Pour un plus ample exposé des faits et des moyens des parties, il convient de se reporter à leurs dernières conclusions récapitulatives.

L'instruction a été clôturée par ordonnance du 24 novembre 2022.

A l'audience, la cour a invité la société Projet L à bien vouloir préciser, au moyen d'une note en délibéré à transmettre contradictoirement sous quinzaine, comment devait être comprise sa demande, pourtant 'subsidiaire' à sa demande de confirmation du jugement déféré, tendant à obtenir en cause d'appel une indemnisation plus élevée que celle allouée par les premiers juges, et a autorisé la société Encraje à transmettre ses observations selon les mêmes modalités.

Par une note transmise par voie électronique le 19 septembre 2023, la société projet L explique qu'elle sollicite à titre principal la confirmation du jugement qui lui a accordé une indemnisation de 17 348 euros qui correspond à une estimation « à dire d'expert » mais que, compte tenu de la contestation élevée par l'appelante sur le montant de cette indemnisation, elle sollicite subsidiairement la réformation partielle du jugement à fin d'obtenir, sur la base de la facture de sous-traitance qu'elle a retrouvée en cours de procédure d'appel, une indemnisation de 17 468,80 euros HT, correspond au montant de cette facture.

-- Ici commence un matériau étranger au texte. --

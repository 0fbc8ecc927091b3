//! Dependency graph for cells.
//!
//! Tracks dependencies (cells a formula reads) and dependents (cells that
//! read a given cell) for efficient queries and ordered recomputation.
//!
//! # Edge Direction
//!
//! ```text
//! B reads A  means  A ∈ deps[B]  and  B ∈ rdeps[A]
//! ```
//!
//! This makes "what breaks if I change A?" trivial: follow `rdeps`.

use rustc_hash::{FxHashMap, FxHashSet};

use crate::name::CellName;
use crate::recalc::{CycleReport, RecalcPlan};

/// Persistent dependency graph for formula cells.
///
/// Maintains bidirectional adjacency for O(1) lookups:
/// - `deps[B]` = cells that B reads
/// - `rdeps[A]` = cells that read A
///
/// # Invariants
///
/// 1. **Bidirectional consistency:** If A ∈ deps[B] then B ∈ rdeps[A], and vice versa.
/// 2. **No dangling entries:** Empty sets are removed, not stored.
/// 3. **No duplicate edges:** Set semantics enforced by FxHashSet.
/// 4. **Atomic updates:** `replace_edges` is the only mutator that touches both maps.
///
/// The graph is exactly the union of the reference sets extracted from
/// every cell's current content; the controller re-commits a cell's row on
/// every edit so it never goes stale.
#[derive(Default, Debug, Clone)]
pub struct DepGraph {
    /// For each formula cell B, the cells it reads. B -> {A1, A2, ...}
    deps: FxHashMap<CellName, FxHashSet<CellName>>,

    /// For each referenced cell A, the formula cells reading it. A -> {B1, B2, ...}
    rdeps: FxHashMap<CellName, FxHashSet<CellName>>,
}
//! Single-flight build orchestration.
//!
//! The orchestrator turns a fingerprint into a terminal [`Response`] while
//! guaranteeing that the expensive load (copy, mmap, parse) runs at most
//! once per fingerprint between clears. Concurrent builds of the same
//! fingerprint share one worker through a broadcast channel; terminal
//! outcomes, failures included, are cached and re-served without touching
//! the filesystem again.
//!
//! ```text
//! Build(id) ──► registry lookup ── miss ──► ready future (data_missing)
//!                  │
//!                  ▼
//!             cache lookup ───── hit ────► ready future (cached response)
//!                  │
//!                  ▼
//!             pending lookup ─── hit ────► future subscribed to worker
//!                  │
//!                  ▼
//!             spawn worker ──────────────► future subscribed to worker
//! ```

use std::collections::HashMap;
use std::sync::atomic::{AtomicU64, Ordering};
use std::sync::Arc;

use parking_lot::Mutex;
use tokio::sync::broadcast;
use tracing::{debug, error, info};

use super::future::ResponseFuture;
use super::package_loader;
use super::response::{Response, ResponseStatus};
use crate::registry::RequestRegistry;

struct OrchestratorInner {
    /// Bumped by every clear; a worker only stores its result when the
    /// epoch it was spawned under is still current.
    epoch: u64,
    /// At most one in-flight worker per fingerprint.
    pending: HashMap<u64, broadcast::Sender<Arc<Response>>>,
    /// Terminal outcomes since the last clear, failures included.
    cache: HashMap<u64, Arc<Response>>,
}

#[derive(Default)]
struct BuildCounters {
    builds_started: AtomicU64,
    cache_hits: AtomicU64,
    coalesced_waits: AtomicU64,
    missing_requests: AtomicU64,
}

/// Snapshot of orchestrator statistics.
#[derive(Debug, Clone, Default)]
pub struct OrchestratorStats {
    /// Workers spawned since construction.
    pub builds_started: u64,
    /// Builds served from the terminal-response cache.
    pub cache_hits: u64,
    /// Builds that subscribed to an already-running worker.
    pub coalesced_waits: u64,
    /// Builds requested for fingerprints with no eligible entry.
    pub missing_requests: u64,
}

/// Deduplicating async executor for package builds.
///
/// Requires a tokio runtime: [`build`](Self::build) spawns its worker onto
/// the ambient runtime and runs the blocking load under `spawn_blocking`.
pub struct BuildOrchestrator {
    registry: Arc<RequestRegistry>,
    inner: Arc<Mutex<OrchestratorInner>>,
    stats: Arc<BuildCounters>,
}

impl BuildOrchestrator {
    /// Creates an orchestrator resolving fingerprints through `registry`.
    pub fn new(registry: Arc<RequestRegistry>) -> Self {
        Self {
            registry,
            inner: Arc::new(Mutex::new(OrchestratorInner {
                epoch: 0,
                pending: HashMap::new(),
                cache: HashMap::new(),
            })),
            stats: Arc::new(BuildCounters::default()),
        }
    }

    /// Returns a future resolving to the terminal response for `id`.
    ///
    /// A fingerprint with no eligible registry entry resolves immediately
    /// to a `data_missing` response without touching the cache. Otherwise
    /// the future is backed by the cached outcome, an already-running
    /// worker, or a freshly spawned one, in that order of preference.
    pub fn build(&self, id: u64) -> ResponseFuture {
        let Some(request) = self.registry.request_for(id) else {
            self.stats.missing_requests.fetch_add(1, Ordering::Relaxed);
            debug!(id, "build requested for unknown fingerprint");
            return ResponseFuture::ready(Arc::new(Response::missing(id)));
        };

        let mut inner = self.inner.lock();

        if let Some(response) = inner.cache.get(&id) {
            self.stats.cache_hits.fetch_add(1, Ordering::Relaxed);
            debug!(id, status = %response.status, "serving cached terminal response");
            return ResponseFuture::ready(Arc::clone(response));
        }

        if let Some(sender) = inner.pending.get(&id) {
            self.stats.coalesced_waits.fetch_add(1, Ordering::Relaxed);
            debug!(id, "subscribing to in-flight build");
            return ResponseFuture::pending(sender.subscribe());
        }

        let (sender, receiver) = broadcast::channel(1);
        inner.pending.insert(id, sender.clone());
        let epoch = inner.epoch;
        drop(inner);

        self.stats.builds_started.fetch_add(1, Ordering::Relaxed);
        info!(id, path = %request.file_path, "starting package build");

        let inner_handle = Arc::clone(&self.inner);
        tokio::spawn(async move {
            let loaded = {
                let request = request.clone();
                tokio::task::spawn_blocking(move || package_loader::load_package(id, &request))
                    .await
            };
            let response = Arc::new(match loaded {
                Ok(response) => response,
                Err(join_error) => {
                    // A panicking parse must still produce a terminal
                    // response, or subscribers would hang forever.
                    error!(id, error = %join_error, "package build task panicked");
                    Response::failure(id, request, ResponseStatus::DataBroken)
                }
            });

            info!(id, status = %response.status, "package build finished");

            let mut inner = inner_handle.lock();
            if inner.epoch == epoch {
                inner.pending.remove(&id);
                inner.cache.insert(id, Arc::clone(&response));
            }
            drop(inner);

            // Cache insert happens before the broadcast, so a racing build()
            // either sees the cache entry or holds a live subscription.
            let _ = sender.send(response);
        });

        ResponseFuture::pending(receiver)
    }

    /// Drops the terminal-response cache and detaches in-flight workers.
    ///
    /// Workers keep running and still broadcast to their subscribers, but
    /// their results no longer populate the fresh cache.
    pub fn clear(&self) {
        let mut inner = self.inner.lock();
        inner.epoch += 1;
        inner.pending.clear();
        inner.cache.clear();
        debug!(epoch = inner.epoch, "cleared build orchestrator");
    }

    /// Snapshot of the lifetime statistics.
    pub fn stats(&self) -> OrchestratorStats {
        OrchestratorStats {
            builds_started: self.stats.builds_started.load(Ordering::Relaxed),
            cache_hits: self.stats.cache_hits.load(Ordering::Relaxed),
            coalesced_waits: self.stats.coalesced_waits.load(Ordering::Relaxed),
            missing_requests: self.stats.missing_requests.load(Ordering::Relaxed),
        }
    }
}
//! Yomikata - Data loading core for a Japanese input-method engine
//!
//! This library provides the machinery that takes competing requests to load
//! a large immutable data package (dictionary, connection costs, segmenter
//! tables), picks the request that should win, materializes the runtime
//! modules from a memory-mapped file exactly once, and hands the result back
//! through a future-like handle.
//!
//! # High-Level API
//!
//! Most callers only need the [`loader::DataLoader`] facade:
//!
//! ```ignore
//! use yomikata::loader::DataLoader;
//! use yomikata::request::{EngineType, ReloadRequest};
//!
//! let loader = DataLoader::new();
//! let request = ReloadRequest::new(EngineType::Desktop, "engine.data", b"YMKT");
//!
//! let id = loader.register_request(&request);
//! let mut future = loader.build(id);
//! future.wait().await;
//! let response = future.get().expect("terminal response");
//! ```

pub mod loader;
pub mod logging;
pub mod package;
pub mod registry;
pub mod request;

/// Version of the Yomikata library.
///
/// This is synchronized with the package version in `Cargo.toml` and
/// injected at compile time.
pub const VERSION: &str = env!("CARGO_PKG_VERSION");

La société Ancraje n'a pas transmis d'observations en réplique.

Motivation

SUR CE, LA COUR :

Observations liminaires sur la limite de la dévolution :

Selon l'article 909 du code de procédure civile, l'intimé dispose, à peine d'irrecevabilité relevée d'office, d'un délai de trois mois à compter de la notification des conclusions de l'appelant prévues à l'article 908 pour remettre ses conclusions au greffe et former, le cas échéant, appel incident ou appel provoqué.

En l'espèce, l'appelant a remis au greffe ses premières conclusions prévues à l'article 908 le 22 juin 2021.

Les seules conclusions que la société intimée Projet L a notifiées dans le délai de trois mois prévus à l'article 909 sont celles qui l'ont été le 2 septembre 2021.

Au dispositif de ces conclusions, la société Projet L sollicite la confirmation en toutes ses dispositions du jugement rendu le 5 février 2021 par le tribunal de commerce de Tours et, à titre infiniment subsidiaire, la condamnation de la société Encraje à lui payer la somme HT de 17 468,80 euros correspondant au recours à la sous-traitance.

Le tribunal de commerce de Tours a accordé à la société Projet L, dans son jugement du 5 février 2021, une somme de 17 348 euros.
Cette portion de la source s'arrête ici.